_PROBLEM DESCRIPTION:_ The required answer is each line in the entries below where "mode" occurs.

_TASK DATA:_
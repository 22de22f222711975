use glance_core::{DetectionPoller, Facing};
use glance_hw::FacingOverrides;
use std::time::Duration;

/// CLI configuration, loaded from environment variables.
#[derive(Debug, Clone)]
pub struct Config {
    /// Facing mode used when a command does not name one.
    pub facing: Facing,
    /// Detection poll cadence.
    pub poll_interval: Duration,
    /// How often the permission monitor re-probes.
    pub permission_poll: Duration,
    /// Preferred capture size passed to the camera.
    pub frame_size: (u32, u32),
    /// Device nodes pinned to a facing mode.
    pub overrides: FacingOverrides,
}

impl Config {
    /// Load configuration from `GLANCE_*` environment variables with defaults.
    pub fn from_env() -> Self {
        Self::from_lookup(|key| std::env::var(key).ok())
    }

    fn from_lookup(lookup: impl Fn(&str) -> Option<String>) -> Self {
        let facing = lookup("GLANCE_FACING")
            .and_then(|v| v.parse().ok())
            .unwrap_or_default();
        let poll_ms = parse_or(&lookup, "GLANCE_POLL_INTERVAL_MS", 0u64);
        let poll_interval = if poll_ms == 0 {
            DetectionPoller::DEFAULT_INTERVAL
        } else {
            Duration::from_millis(poll_ms)
        };

        Self {
            facing,
            poll_interval,
            permission_poll: Duration::from_secs(
                parse_or(&lookup, "GLANCE_PERMISSION_POLL_SECS", 5u64).max(1),
            ),
            frame_size: (
                parse_or(&lookup, "GLANCE_FRAME_WIDTH", 640u32),
                parse_or(&lookup, "GLANCE_FRAME_HEIGHT", 480u32),
            ),
            overrides: FacingOverrides {
                user: lookup("GLANCE_USER_CAMERA").filter(|v| !v.is_empty()),
                environment: lookup("GLANCE_ENVIRONMENT_CAMERA").filter(|v| !v.is_empty()),
            },
        }
    }
}

fn parse_or<T: std::str::FromStr>(
    lookup: &impl Fn(&str) -> Option<String>,
    key: &str,
    default: T,
) -> T {
    lookup(key)
        .and_then(|v| v.trim().parse().ok())
        .unwrap_or(default)
}

#[cfg(test)]
mod tests {
    use super::*;
    use std::collections::HashMap;

    fn config(vars: &[(&str, &str)]) -> Config {
        let map: HashMap<String, String> = vars
            .iter()
            .map(|(k, v)| (k.to_string(), v.to_string()))
            .collect();
        Config::from_lookup(|key| map.get(key).cloned())
    }

    #[test]
    fn test_defaults() {
        let c = config(&[]);
        assert_eq!(c.facing, Facing::User);
        assert_eq!(c.poll_interval, Duration::from_millis(100));
        assert_eq!(c.permission_poll, Duration::from_secs(5));
        assert_eq!(c.frame_size, (640, 480));
        assert_eq!(c.overrides, FacingOverrides::default());
    }

    #[test]
    fn test_overrides_from_env() {
        let c = config(&[
            ("GLANCE_FACING", "rear"),
            ("GLANCE_POLL_INTERVAL_MS", "250"),
            ("GLANCE_FRAME_WIDTH", "1280"),
            ("GLANCE_FRAME_HEIGHT", "720"),
            ("GLANCE_ENVIRONMENT_CAMERA", "/dev/video2"),
            ("GLANCE_USER_CAMERA", ""),
        ]);
        assert_eq!(c.facing, Facing::Environment);
        assert_eq!(c.poll_interval, Duration::from_millis(250));
        assert_eq!(c.frame_size, (1280, 720));
        assert_eq!(c.overrides.environment.as_deref(), Some("/dev/video2"));
        assert!(c.overrides.user.is_none());
    }

    #[test]
    fn test_garbage_falls_back_to_defaults() {
        let c = config(&[
            ("GLANCE_FACING", "sideways"),
            ("GLANCE_POLL_INTERVAL_MS", "fast"),
            ("GLANCE_PERMISSION_POLL_SECS", "0"),
        ]);
        assert_eq!(c.facing, Facing::User);
        assert_eq!(c.poll_interval, DetectionPoller::DEFAULT_INTERVAL);
        assert_eq!(c.permission_poll, Duration::from_secs(1));
    }
}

_TASK ANSWER:_
    /// Facing mode used when a command does not name one.
    /// Device nodes pinned to a facing mode.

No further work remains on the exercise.